Définir la société civile chinoise à l’aide de notions forgées en Occident se révèle une gageure soulevée par de nombreux auteurs. La seule question de la traduction est déjà un bon indice de la complexité de l’exercice. Comment dit-on « organisation non gouvernementale » en chinois ? En réalité, on peut trouver plus de huit termes différents. Si certains sont loin de correspondre à ce que nous pouvons entendre en Europe par « ONG », d’autres renvoient à des réalités a priori plus proches mais aussi plus délicates à nuancer. Quelle est la différence par exemple entre民间组织 (minjian zuzhi) et 非政府组织 (feizhengfu zuzhi) ? Le premier terme pourrait être traduit par « organisation du peuple », tandis que le second est la traduction littérale de « non gouvernemental ». Le premier est préféré par les associations au second qui se comprend parfois comme « contre » ou « anti » gouvernemental. Nos propres représentations induisent une définition de l’autonomie qu’on n’observe pas en Chine, limitant notre compréhension des nuances entre ces deux termes. En effet, l’espace de manœuvre et de négociation d’une société civile indépendante existe en Chine, mais de façon contingente, contextualisée, sans cesse en évolution et sur le fil. Les ONG sont-elles une catégorie à part, facilement identifiables par leur statut ? Comment les différencier des autres associations ? Peut-on considérer les ONG comme des organisations représentatives de leurs membres et non de l’État ? Pour répondre à ces questions, réfléchir en termes de situations et non de types d’organisation se révèle une piste intéressante. La construction des « situations » est en effet la conséquence d’évolutions historiques et légales ayant façonné une partie du paysage de la société civile chinoise. L’équilibre entre besoin et méfiance des ONG de la part des acteurs gouvernementaux aide également à saisir la place des ONG. Certaines sont des partenaires nécessaires pour un État qui n’a rien de monolithique quand d’autres incarnent un rayonnement international en pleine expansion.

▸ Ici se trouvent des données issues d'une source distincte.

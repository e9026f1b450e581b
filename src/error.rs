//! Unified error handling for the perimeter-tracker library.
//!
//! All errors are local and recoverable: a rejected operation leaves the
//! tracking session in its prior state, and a failed location reading never
//! aborts an in-progress route.

use thiserror::Error;

use crate::location::LocationError;

/// Unified error type for tracker operations.
#[derive(Debug, Clone, PartialEq, Error)]
pub enum TrackerError {
    /// A location reading could not be obtained
    #[error(transparent)]
    Location(#[from] LocationError),

    /// `start` was called while a session is already active
    #[error("a tracking session is already active")]
    SessionAlreadyActive,

    /// `finish` was called before returning close enough to the start point
    #[error(
        "cannot finish: last point is {distance_to_start:.1}m from start, must be within {threshold:.1}m"
    )]
    FinishNotEligible {
        distance_to_start: f64,
        threshold: f64,
    },

    /// `finish` was called before the path could enclose an area
    #[error("cannot finish: route has {point_count} points, minimum {minimum_required} required")]
    InsufficientRingSize {
        point_count: usize,
        minimum_required: usize,
    },

    /// A reading carried out-of-range or non-finite coordinates
    #[error("invalid coordinate: latitude {latitude}, longitude {longitude}")]
    InvalidCoordinate { latitude: f64, longitude: f64 },
}

/// Result type alias for tracker operations.
pub type Result<T> = std::result::Result<T, TrackerError>;
//! Durable flags shared across runs
//!
//! - Trigger file: "a sync cycle is requested". Written by the Initiator
//!   (carrying a plan snapshot), consumed once by the Responder.
//! - Peer-off marker: "this host deliberately powered off its peer".
//!
//! These two files are the only state that outlives a run.

use anyhow::{Context, Result};
use chrono::{DateTime, Utc};
use serde::{Deserialize, Serialize};
use std::path::{Path, PathBuf};
use tracing::{debug, info, warn};
use uuid::Uuid;

use crate::config::{Flags, SyncSection};

/// Sync plan agreed for one cycle, serialized into the trigger file
#[derive(Debug, Clone, PartialEq, Serialize, Deserialize)]
pub struct PlanSnapshot {
    pub run_id: Uuid,
    pub created_at: DateTime<Utc>,
    pub initiator: String,
    pub flags: Flags,
    pub sync: SyncSection,
}

impl PlanSnapshot {
    pub fn new(run_id: Uuid, flags: &Flags, sync: &SyncSection) -> Self {
        Self {
            run_id,
            created_at: Utc::now(),
            initiator: local_hostname(),
            flags: flags.clone(),
            sync: sync.clone(),
        }
    }

    pub fn to_json(&self) -> Result<String> {
        serde_json::to_string_pretty(self).context("Failed to serialize plan snapshot")
    }
}

pub fn local_hostname() -> String {
    hostname::get()
        .map(|h| h.to_string_lossy().to_string())
        .unwrap_or_else(|_| "unknown".to_string())
}

async fn write_file(path: &Path, content: &str) -> Result<()> {
    if let Some(parent) = path.parent() {
        tokio::fs::create_dir_all(parent)
            .await
            .with_context(|| format!("Failed to create {}", parent.display()))?;
    }
    tokio::fs::write(path, content)
        .await
        .with_context(|| format!("Failed to write {}", path.display()))
}

/// Delete `path`; `Ok(false)` when it was already gone
async fn remove_if_present(path: &Path) -> Result<bool> {
    match tokio::fs::remove_file(path).await {
        Ok(()) => Ok(true),
        Err(e) if e.kind() == std::io::ErrorKind::NotFound => Ok(false),
        Err(e) => Err(e).with_context(|| format!("Failed to remove {}", path.display())),
    }
}

#[derive(Debug, Clone)]
pub struct TriggerFile {
    path: PathBuf,
}

impl TriggerFile {
    pub fn new(path: impl Into<PathBuf>) -> Self {
        Self { path: path.into() }
    }

    pub async fn exists(&self) -> bool {
        tokio::fs::try_exists(&self.path).await.unwrap_or(false)
    }

    /// Plan carried by the trigger; `None` when absent, empty or unreadable
    pub async fn read_plan(&self) -> Option<PlanSnapshot> {
        let content = tokio::fs::read_to_string(&self.path).await.ok()?;
        if content.trim().is_empty() {
            return None;
        }
        match serde_json::from_str(&content) {
            Ok(plan) => Some(plan),
            Err(e) => {
                warn!("Ignoring unreadable plan in {}: {}", self.path.display(), e);
                None
            }
        }
    }

    pub async fn write(&self, plan: &PlanSnapshot) -> Result<()> {
        write_file(&self.path, &plan.to_json()?).await?;
        info!("Trigger written to {}", self.path.display());
        Ok(())
    }

    /// Remove the trigger. Idempotent: consuming an absent trigger is a no-op.
    pub async fn consume(&self) -> Result<bool> {
        let removed = remove_if_present(&self.path).await?;
        if removed {
            info!("Trigger {} consumed", self.path.display());
        } else {
            debug!("No trigger at {}, nothing to consume", self.path.display());
        }
        Ok(removed)
    }
}

#[derive(Debug, Clone, PartialEq, Serialize, Deserialize)]
pub struct PeerOffRecord {
    pub peer: String,
    pub run_id: Uuid,
    pub powered_off_at: DateTime<Utc>,
}

#[derive(Debug, Clone)]
pub struct PeerOffMarker {
    path: PathBuf,
}

impl PeerOffMarker {
    pub fn new(path: impl Into<PathBuf>) -> Self {
        Self { path: path.into() }
    }

    pub async fn exists(&self) -> bool {
        tokio::fs::try_exists(&self.path).await.unwrap_or(false)
    }

    pub async fn read(&self) -> Option<PeerOffRecord> {
        let content = tokio::fs::read_to_string(&self.path).await.ok()?;
        serde_json::from_str(&content).ok()
    }

    /// Must be written before the shutdown request is issued
    pub async fn record(&self, peer: &str, run_id: Uuid) -> Result<()> {
        let record = PeerOffRecord {
            peer: peer.to_string(),
            run_id,
            powered_off_at: Utc::now(),
        };
        let content = serde_json::to_string_pretty(&record).context("Failed to serialize marker")?;
        write_file(&self.path, &content).await
    }

    pub async fn clear(&self) -> Result<bool> {
        remove_if_present(&self.path).await
    }
}

#[cfg(test)]
mod tests {
    use super::*;

    #[tokio::test]
    async fn test_trigger_roundtrip_and_consume_twice() {
        let dir = tempfile::tempdir().unwrap();
        let trigger = TriggerFile::new(dir.path().join("state/sync.trigger"));
        assert!(!trigger.exists().await);

        let plan = PlanSnapshot::new(Uuid::new_v4(), &Flags::default(), &SyncSection::default());
        trigger.write(&plan).await.unwrap();
        assert!(trigger.exists().await);
        assert_eq!(trigger.read_plan().await.unwrap().run_id, plan.run_id);

        assert!(trigger.consume().await.unwrap());
        assert!(!trigger.consume().await.unwrap());
        assert!(!trigger.exists().await);
    }

    #[tokio::test]
    async fn test_empty_trigger_counts_but_has_no_plan() {
        let dir = tempfile::tempdir().unwrap();
        let path = dir.path().join("sync.trigger");
        std::fs::write(&path, "").unwrap();

        let trigger = TriggerFile::new(&path);
        assert!(trigger.exists().await);
        assert!(trigger.read_plan().await.is_none());
    }

    #[tokio::test]
    async fn test_peer_off_marker() {
        let dir = tempfile::tempdir().unwrap();
        let marker = PeerOffMarker::new(dir.path().join("peer-powered-off.json"));
        let run_id = Uuid::new_v4();

        marker.record("192.168.1.10", run_id).await.unwrap();
        assert!(marker.exists().await);
        assert_eq!(marker.read().await.unwrap().run_id, run_id);

        assert!(marker.clear().await.unwrap());
        assert!(!marker.clear().await.unwrap());
    }
}
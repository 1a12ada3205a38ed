//! Error types and process exit codes
//!
//! Configuration problems are reported before any side effect happens.
//! Orchestrator errors are the fatal outcomes of a run; everything else
//! (a single pair, a single container) is best-effort and never surfaces here.

use std::path::PathBuf;

/// Errors raised while loading or validating the configuration
#[derive(Debug, thiserror::Error)]
pub enum ConfigError {
    #[error("config file not found: {0}")]
    NotFound(PathBuf),
    #[error("failed to read config {path}: {source}")]
    Read {
        path: PathBuf,
        #[source]
        source: std::io::Error,
    },
    #[error("failed to parse config: {0}")]
    Parse(#[from] toml::de::Error),
    #[error("missing required setting: {0}")]
    Missing(&'static str),
    #[error("invalid setting {key}: {reason}")]
    Invalid { key: &'static str, reason: String },
    #[error("category {category} has {count} pairs, at most {max} are allowed")]
    TooManyPairs {
        category: &'static str,
        count: usize,
        max: usize,
    },
    #[error("could not determine the configuration directory")]
    NoConfigDir,
}

/// Fatal conditions that abort a run
#[derive(Debug, thiserror::Error)]
pub enum OrchestratorError {
    #[error("remote execution on {0} is not usable")]
    RemoteExecUnavailable(String),
    #[error("{host} did not become reachable after {attempts} attempts")]
    ReadinessTimeout { host: String, attempts: u32 },
    #[error("storage {path} on {host} did not come online after {attempts} attempts")]
    StorageTimeout {
        host: String,
        path: String,
        attempts: u32,
    },
    #[error("guarded virtual machines are running: {0:?}")]
    VmVeto(Vec<String>),
    #[error("IO error: {0}")]
    Io(#[from] std::io::Error),
    #[error(transparent)]
    Other(#[from] anyhow::Error),
}

pub const EXIT_FATAL: u8 = 1;
pub const EXIT_NOTHING_TO_DO: u8 = 2;
pub const EXIT_CONFIG: u8 = 10;
pub const EXIT_REMOTE_EXEC: u8 = 11;
pub const EXIT_TIMEOUT: u8 = 12;
pub const EXIT_VM_VETO: u8 = 13;
pub const EXIT_INTERRUPTED: u8 = 130;

impl OrchestratorError {
    pub fn exit_code(&self) -> u8 {
        match self {
            OrchestratorError::RemoteExecUnavailable(_) => EXIT_REMOTE_EXEC,
            OrchestratorError::ReadinessTimeout { .. } => EXIT_TIMEOUT,
            OrchestratorError::StorageTimeout { .. } => EXIT_TIMEOUT,
            OrchestratorError::VmVeto(_) => EXIT_VM_VETO,
            OrchestratorError::Io(_) | OrchestratorError::Other(_) => EXIT_FATAL,
        }
    }
}
use twinsync_agent::config::{PathPair, PowerOffTarget};
use twinsync_agent::execution::ExecutionResult;
use twinsync_agent::notify::Severity;
use twinsync_agent::orchestrator::Phase;
use twinsync_agent::{OrchestratorError, RunOutcome};
use twinsync_devkit::{TestHarness, PEER_ADDRESS};

fn populated_source() -> tempfile::TempDir {
    let dir = tempfile::tempdir().unwrap();
    std::fs::write(dir.path().join("notes.txt"), b"notes").unwrap();
    dir
}

#[tokio::test]
async fn test_wakes_peer_then_pushes() {
    let mut harness = TestHarness::initiator().unwrap();
    let source = populated_source();
    harness.config.sync.main = vec![PathPair {
        source: source.path().display().to_string(),
        destination: "/mnt/backup/notes".into(),
    }];
    harness.executor.on_sequence(
        "ping",
        vec![ExecutionResult::failed(1, "down"), ExecutionResult::failed(1, "down"), ExecutionResult::ok("")],
    );

    let report = harness.run().await.unwrap();

    assert!(matches!(report.outcome, RunOutcome::Completed));
    assert!(report.reached(Phase::WakePeer));
    assert!(report.reached(Phase::AwaitReady));
    assert_eq!(harness.executor.count("ping"), 3);
    let rsync = harness.executor.find("rsync");
    assert_eq!(rsync.len(), 1);
    assert_eq!(rsync[0].spec.args.last().unwrap(), "root@10.0.0.2:/mnt/backup/notes/");
    assert_eq!(harness.notifier.find("Backup finished")[0].severity, Severity::Normal);
}

#[tokio::test]
async fn test_peer_that_never_answers_times_out() {
    let harness = TestHarness::initiator().unwrap();
    harness.peer_online(false);

    let report = harness.run().await.unwrap();

    assert!(matches!(report.outcome, RunOutcome::Aborted(OrchestratorError::ReadinessTimeout { attempts: 3, .. })));
    assert_eq!(report.exit_code(), 12);
    // one initial probe, then the bounded wait
    assert_eq!(harness.executor.count("ping"), 4);
    assert!(harness.executor.calls().iter().all(|c| !c.is_remote()));
    assert_eq!(harness.notifier.find("Backup aborted").len(), 1);
}

#[tokio::test]
async fn test_peer_already_online_is_only_a_warning() {
    let harness = TestHarness::initiator().unwrap();

    let report = harness.run().await.unwrap();

    assert!(matches!(report.outcome, RunOutcome::Completed));
    assert!(!report.reached(Phase::WakePeer));
    assert_eq!(harness.notifier.find("Backup already online")[0].severity, Severity::Warning);
}

#[tokio::test]
async fn test_delegate_sync_hands_the_plan_to_the_peer() {
    let mut harness = TestHarness::initiator().unwrap();
    harness.config.flags.delegate_sync = true;
    harness.config.flags.copy_app_data = true;
    harness.config.workloads.containers = vec!["svcA".into()];

    let report = harness.run().await.unwrap();

    assert!(matches!(report.outcome, RunOutcome::Completed));
    assert!(report.reached(Phase::Handoff));
    assert!(!report.reached(Phase::QuiesceWorkloads));

    let state_dir = harness.state_dir().display().to_string();
    let mkdir = harness.executor.remote_position(&format!("mkdir -p {}", state_dir)).unwrap();
    let trigger_target = format!("{}:{}", "root@10.0.0.2", harness.config.state.trigger_file.display());
    let copy = harness.executor.local_position("rsync", &trigger_target).unwrap();
    assert!(mkdir < copy);
    assert_eq!(harness.executor.count("docker"), 0);
    assert_eq!(harness.notifier.find("Backup requested").len(), 1);
}

#[tokio::test]
async fn test_power_off_both_records_marker_then_shuts_down_last() {
    let mut harness = TestHarness::initiator().unwrap();
    harness.config.flags.power_off_target = PowerOffTarget::Both;

    let report = harness.run().await.unwrap();

    assert!(matches!(report.outcome, RunOutcome::Completed));
    let peer_off = harness.executor.remote_position("poweroff").unwrap();
    let local_off = harness.executor.local_position("shutdown", "-h now").unwrap();
    assert!(peer_off < local_off);
    assert_eq!(local_off, harness.executor.calls().len() - 1);
    assert_eq!(harness.marker().read().await.unwrap().peer, PEER_ADDRESS);
}

#[tokio::test]
async fn test_switch_server_resumes_workloads_on_backup() {
    let mut harness = TestHarness::initiator().unwrap();
    harness.config.flags.copy_app_data = true;
    harness.config.flags.switch_server = true;
    harness.config.workloads.containers = vec!["svcA".into(), "svcB".into()];

    let report = harness.run().await.unwrap();

    assert!(matches!(report.outcome, RunOutcome::Completed));
    let starts = harness.executor.find("docker start");
    assert_eq!(starts.len(), 2);
    assert!(starts.iter().all(|c| c.is_remote()));
    // quiesce stops both sides, source first
    let local_stop = harness.executor.local_position("docker", "stop svcA").unwrap();
    let peer_stop = harness.executor.remote_position("docker stop svcA").unwrap();
    assert!(local_stop < peer_stop);
}
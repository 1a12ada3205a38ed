/*!
Mock executor: runs nothing, records everything

Every command is recorded with its rendered line (peer commands show up as
the full `ssh ... -- <command>` invocation). Replies come from rules matched
by substring against that line; the most recently added rule wins and
unmatched commands succeed with empty output.
*/

use anyhow::Result;
use async_trait::async_trait;
use std::collections::VecDeque;
use std::sync::{Arc, Mutex};
use twinsync_agent::execution::{CommandSpec, ExecutionResult, Executor};

#[derive(Debug, Clone)]
pub struct RecordedCommand {
    pub spec: CommandSpec,
    pub line: String,
}

impl RecordedCommand {
    /// Wrapped in ssh, i.e. executed on the peer
    pub fn is_remote(&self) -> bool {
        self.spec.program == "ssh"
    }
}

struct Rule {
    pattern: String,
    replies: VecDeque<ExecutionResult>,
    /// Reply once the sequence is exhausted
    last: ExecutionResult,
}

impl Rule {
    fn next_reply(&mut self) -> ExecutionResult {
        match self.replies.pop_front() {
            Some(reply) => {
                self.last = reply.clone();
                reply
            }
            None => self.last.clone(),
        }
    }
}

#[derive(Clone, Default)]
pub struct MockExecutor {
    calls: Arc<Mutex<Vec<RecordedCommand>>>,
    rules: Arc<Mutex<Vec<Rule>>>,
}

impl MockExecutor {
    pub fn new() -> Self {
        Self::default()
    }

    /// Answer every command containing `pattern` with `reply`
    pub fn on(&self, pattern: &str, reply: ExecutionResult) -> &Self {
        self.on_sequence(pattern, vec![reply])
    }

    /// Answer successive matches with `replies` in order, then keep
    /// repeating the last one
    pub fn on_sequence(&self, pattern: &str, replies: Vec<ExecutionResult>) -> &Self {
        let mut replies: VecDeque<ExecutionResult> = replies.into();
        let last = replies.back().cloned().unwrap_or_else(|| ExecutionResult::ok(""));
        if replies.len() == 1 {
            replies.clear();
        }
        self.rules.lock().unwrap().push(Rule { pattern: pattern.to_string(), replies, last });
        self
    }

    /// Shortcut: commands containing `pattern` exit with status 1
    pub fn fail(&self, pattern: &str) -> &Self {
        self.on(pattern, ExecutionResult::failed(1, format!("mock failure for {}", pattern)))
    }

    pub fn calls(&self) -> Vec<RecordedCommand> {
        self.calls.lock().unwrap().clone()
    }

    /// Rendered lines, in execution order
    pub fn lines(&self) -> Vec<String> {
        self.calls().into_iter().map(|c| c.line).collect()
    }

    pub fn find(&self, pattern: &str) -> Vec<RecordedCommand> {
        self.calls().into_iter().filter(|c| c.line.contains(pattern)).collect()
    }

    pub fn count(&self, pattern: &str) -> usize {
        self.find(pattern).len()
    }

    /// Index of the first recorded command matching `pred`
    pub fn position(&self, pred: impl Fn(&RecordedCommand) -> bool) -> Option<usize> {
        self.calls().iter().position(pred)
    }

    /// Index of the first local command whose program is `program` and whose
    /// line contains `pattern`
    pub fn local_position(&self, program: &str, pattern: &str) -> Option<usize> {
        self.position(|c| c.spec.program == program && c.line.contains(pattern))
    }

    /// Index of the first peer command containing `pattern`
    pub fn remote_position(&self, pattern: &str) -> Option<usize> {
        self.position(|c| c.is_remote() && c.line.contains(pattern))
    }
}

#[async_trait]
impl Executor for MockExecutor {
    async fn run(&self, command: &CommandSpec) -> Result<ExecutionResult> {
        let line = command.rendered();
        log::info!("[MOCK] {}", line);
        self.calls.lock().unwrap().push(RecordedCommand { spec: command.clone(), line: line.clone() });

        let mut rules = self.rules.lock().unwrap();
        let reply = rules
            .iter_mut()
            .rev()
            .find(|rule| line.contains(&rule.pattern))
            .map(Rule::next_reply)
            .unwrap_or_else(|| ExecutionResult::ok(""));
        Ok(reply)
    }
}
impl Config {
    /// Minimal config pointing at `address`, everything else defaulted
    pub fn for_peer(role: Role, address: impl Into<String>) -> Self {
        Self {
            role,
            peer: PeerConfig {
                address: address.into(),
                ssh_user: default_ssh_user(),
                ssh_port: default_ssh_port(),
                ssh_identity: None,
                mac: None,
                storage_path: default_storage_path(),
                shutdown_command: default_remote_shutdown(),
                power: PowerConfig { method: PowerMethod::None, ..PowerConfig::default() },
            },
            local: LocalConfig::default(),
            flags: Flags::default(),
            timing: Timing::default(),
            sync: SyncSection::default(),
            workloads: WorkloadConfig::default(),
            vms: VmConfig::default(),
            state: StateConfig::default(),
            notify: NotifyConfig::default(),
        }
    }

    /// Load and validate the config from `explicit`, `$TWINSYNC_CONFIG`
    /// or the OS config directory, in that order
    pub async fn load(explicit: Option<&Path>) -> Result<Self, ConfigError> {
        let path = match explicit {
            Some(p) => p.to_path_buf(),
            None => match std::env::var(CONFIG_ENV) {
                Ok(p) if !p.trim().is_empty() => PathBuf::from(p),
                _ => Self::config_file_path()?,
            },
        };

        if !path.exists() {
            return Err(ConfigError::NotFound(path));
        }

        let content = tokio::fs::read_to_string(&path)
            .await
            .map_err(|source| ConfigError::Read { path: path.clone(), source })?;
        Self::from_toml_str(&content)
    }

    pub fn from_toml_str(content: &str) -> Result<Self, ConfigError> {
        let config: Config = toml::from_str(content)?;
        config.validate()?;
        Ok(config)
    }

    /// Get OS-specific config file path
    pub fn config_file_path() -> Result<PathBuf, ConfigError> {
        let mut path = dirs::config_dir().ok_or(ConfigError::NoConfigDir)?;
        path.push("twinsync");
        path.push("config.toml");
        Ok(path)
    }

    pub fn validate(&self) -> Result<(), ConfigError> {
        if self.peer.address.trim().is_empty() {
            return Err(ConfigError::Missing("peer.address"));
        }
        if self.peer.ssh_user.trim().is_empty() {
            return Err(ConfigError::Missing("peer.ssh_user"));
        }
        if self.timing.ready_attempts == 0 {
            return Err(ConfigError::Invalid {
                key: "timing.ready_attempts",
                reason: "must be at least 1".into(),
            });
        }

        for (category, key, pairs) in [
            ("main", "sync.main", &self.sync.main),
            ("app_data", "sync.app_data", &self.sync.app_data),
        ] {
            if pairs.len() > MAX_PAIRS_PER_CATEGORY {
                return Err(ConfigError::TooManyPairs {
                    category,
                    count: pairs.len(),
                    max: MAX_PAIRS_PER_CATEGORY,
                });
            }
            // relative paths resolve against the cwd or the ssh home, `..` included
            for (i, pair) in pairs.iter().enumerate() {
                for path in [&pair.source, &pair.destination] {
                    let path = path.trim();
                    if !path.is_empty() && !Path::new(path).is_absolute() {
                        return Err(ConfigError::Invalid {
                            key,
                            reason: format!("pair #{}: {} is not an absolute path", i + 1, path),
                        });
                    }
                }
            }
        }

        let power = &self.peer.power;
        match power.method {
            PowerMethod::WakePacket => {
                let mac = self.peer.mac.as_deref().ok_or(ConfigError::Missing("peer.mac"))?;
                power::parse_mac(mac).map_err(|e| ConfigError::Invalid {
                    key: "peer.mac",
                    reason: e.to_string(),
                })?;
            }
            PowerMethod::Ipmi => {
                if power.ipmi_host.as_deref().map_or(true, |h| h.trim().is_empty()) {
                    return Err(ConfigError::Missing("peer.power.ipmi_host"));
                }
                if power.ipmi_user.as_deref().map_or(true, |u| u.trim().is_empty()) {
                    return Err(ConfigError::Missing("peer.power.ipmi_user"));
                }
            }
            PowerMethod::SmartOutlet => {
                if power.outlet_address.as_deref().map_or(true, |a| a.trim().is_empty()) {
                    return Err(ConfigError::Missing("peer.power.outlet_address"));
                }
            }
            PowerMethod::None => {}
        }

        for (key, path) in [
            ("state.trigger_file", &self.state.trigger_file),
            ("state.peer_off_marker", &self.state.peer_off_marker),
        ] {
            if !path.is_absolute() {
                return Err(ConfigError::Invalid { key, reason: "must be an absolute path".into() });
            }
        }

        for (key, command) in [
            ("peer.shutdown_command", Some(self.peer.shutdown_command.as_str())),
            ("local.shutdown_command", Some(self.local.shutdown_command.as_str())),
            ("notify.command", self.notify.command.as_deref()),
        ] {
            if let Some(command) = command {
                let words = shell_words::split(command)
                    .map_err(|e| ConfigError::Invalid { key, reason: e.to_string() })?;
                if words.is_empty() {
                    return Err(ConfigError::Invalid { key, reason: "empty command".into() });
                }
            }
        }

        Ok(())
    }

    /// Copy of this config with flags and pairs taken from a plan snapshot
    pub fn with_plan(&self, flags: &Flags, sync: &SyncSection) -> Self {
        let mut config = self.clone();
        config.flags = flags.clone();
        config.sync = sync.clone();
        config
    }
}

Saisir la société civile chinoise : les dates clés d’une reconfiguration des relations entre l’État et sa société
De manière générale, le lien entre société civile et ONG semble évident si nous comprenons la société civile comme l’ensemble des organisations de « citoyens » incarnant la société en dehors de l’État. Les ONG étant « non gouvernementales », elles seraient les éléments principaux de cette société civile. Les ONG s’inscrivent cependant dans un mouvement plus large de tensions et de reconfigurations entre un État et les individus composant sa société. C’est encore plus vrai en Chine et c’est la raison pour laquelle je propose un détour par son histoire pour saisir ces reconfigurations à travers quelques dates clés.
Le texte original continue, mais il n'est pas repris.